[Recorded data]
use serde::{Deserialize, Serialize};

/// Storage key for the persisted roadmap list.
pub const ROADMAP_STORAGE_KEY: &str = "career-roadmap";
pub const ROADMAP_CONVERSATION_ID: &str = "roadmap-generation";
pub const ROADMAP_GENERATION_ERROR: &str = "Failed to generate roadmap from chat";

#[derive(Debug, Clone, Copy, PartialEq, Eq, Serialize, Deserialize)]
#[serde(rename_all = "kebab-case")]
pub enum RoadmapStatus {
    Completed,
    InProgress,
    Pending,
}

impl RoadmapStatus {
    pub fn parse(raw: &str) -> Option<Self> {
        match raw.trim().to_ascii_lowercase().as_str() {
            "completed" => Some(Self::Completed),
            "in-progress" => Some(Self::InProgress),
            "pending" => Some(Self::Pending),
            _ => None,
        }
    }

    pub fn label(self) -> &'static str {
        match self {
            Self::Completed => "completed",
            Self::InProgress => "in-progress",
            Self::Pending => "pending",
        }
    }
}

#[derive(Debug, Clone, Copy, PartialEq, Eq, Serialize, Deserialize)]
#[serde(rename_all = "lowercase")]
pub enum Priority {
    High,
    Medium,
    Low,
}

impl Priority {
    pub fn parse(raw: &str) -> Option<Self> {
        match raw.trim().to_ascii_lowercase().as_str() {
            "high" => Some(Self::High),
            "medium" => Some(Self::Medium),
            "low" => Some(Self::Low),
            _ => None,
        }
    }
}

#[derive(Debug, Clone, Copy, PartialEq, Eq, Serialize, Deserialize)]
#[serde(rename_all = "kebab-case")]
pub enum ItemSource {
    AiGenerated,
    UserAdded,
}

#[derive(Debug, Clone, PartialEq, Eq, Serialize, Deserialize)]
#[serde(rename_all = "camelCase")]
pub struct RoadmapItem {
    pub id: String,
    pub title: String,
    pub description: String,
    pub status: RoadmapStatus,
    pub priority: Priority,
    pub estimated_time: String,
    #[serde(default)]
    pub skills: Vec<String>,
    #[serde(default)]
    pub resources: Vec<String>,
    pub created_at: String,
    pub source: ItemSource,
}

/// A roadmap item before it is stamped with an id and creation time.
#[derive(Debug, Clone, PartialEq, Eq)]
pub struct NewRoadmapItem {
    pub title: String,
    pub description: String,
    pub status: RoadmapStatus,
    pub priority: Priority,
    pub estimated_time: String,
    pub skills: Vec<String>,
    pub resources: Vec<String>,
    pub source: ItemSource,
}

impl NewRoadmapItem {
    /// Item created from an assistant reply about `topic`.
    pub fn generated(topic: &str, reply: &str) -> Self {
        let description = if reply.trim().is_empty() {
            format!("Personalized roadmap for {topic}")
        } else {
            reply.to_string()
        };
        Self {
            title: format!("Career Path: {topic}"),
            description,
            status: RoadmapStatus::Pending,
            priority: Priority::High,
            estimated_time: "3-6 months".to_string(),
            skills: vec![
                "Communication".to_string(),
                "Problem Solving".to_string(),
                "Technical Skills".to_string(),
            ],
            resources: vec![
                "Online Courses".to_string(),
                "Mentorship".to_string(),
                "Practice Projects".to_string(),
            ],
            source: ItemSource::AiGenerated,
        }
    }
}

/// Identity assigned by the caller, which owns the clock.
#[derive(Debug, Clone, PartialEq, Eq)]
pub struct RoadmapStamp {
    pub id: String,
    pub created_at: String,
}

/// Partial update; `None` fields are left alone.
#[derive(Debug, Clone, PartialEq, Eq, Default)]
pub struct RoadmapPatch {
    pub title: Option<String>,
    pub description: Option<String>,
    pub status: Option<RoadmapStatus>,
    pub priority: Option<Priority>,
    pub estimated_time: Option<String>,
    pub skills: Option<Vec<String>>,
    pub resources: Option<Vec<String>>,
}

pub fn generation_prompt(topic: &str) -> String {
    format!(
        "Generate a detailed career roadmap based on: {topic}. Provide specific steps, skills needed, and timeframes."
    )
}

#[derive(Debug, Clone, PartialEq, Eq, Default)]
pub struct Roadmap {
    items: Vec<RoadmapItem>,
    generating: bool,
    error: Option<String>,
}

impl Roadmap {
    pub fn items(&self) -> &[RoadmapItem] {
        &self.items
    }

    pub fn is_generating(&self) -> bool {
        self.generating
    }

    pub fn error(&self) -> Option<&str> {
        self.error.as_deref()
    }

    pub(crate) fn restore(&mut self, items: Vec<RoadmapItem>) {
        self.items = items;
    }

    pub(crate) fn add(&mut self, item: NewRoadmapItem, stamp: RoadmapStamp) {
        self.items.push(RoadmapItem {
            id: stamp.id,
            title: item.title,
            description: item.description,
            status: item.status,
            priority: item.priority,
            estimated_time: item.estimated_time,
            skills: item.skills,
            resources: item.resources,
            created_at: stamp.created_at,
            source: item.source,
        });
    }

    /// Returns `false` when no item has `id`.
    pub(crate) fn update(&mut self, id: &str, patch: RoadmapPatch) -> bool {
        let Some(item) = self.items.iter_mut().find(|item| item.id == id) else {
            return false;
        };
        if let Some(title) = patch.title {
            item.title = title;
        }
        if let Some(description) = patch.description {
            item.description = description;
        }
        if let Some(status) = patch.status {
            item.status = status;
        }
        if let Some(priority) = patch.priority {
            item.priority = priority;
        }
        if let Some(estimated_time) = patch.estimated_time {
            item.estimated_time = estimated_time;
        }
        if let Some(skills) = patch.skills {
            item.skills = skills;
        }
        if let Some(resources) = patch.resources {
            item.resources = resources;
        }
        true
    }

    /// Returns `false` when no item has `id`.
    pub(crate) fn delete(&mut self, id: &str) -> bool {
        let before = self.items.len();
        self.items.retain(|item| item.id != id);
        self.items.len() != before
    }

    pub(crate) fn begin_generation(&mut self) -> bool {
        if self.generating {
            return false;
        }
        self.generating = true;
        self.error = None;
        true
    }

    pub(crate) fn finish_generation(&mut self, error: Option<String>) {
        self.generating = false;
        self.error = error;
    }
}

AIM OF THE TASK:
Find each line in the records that includes the word "const". Report the total and nothing more.

EXERCISE SOLUTION:
3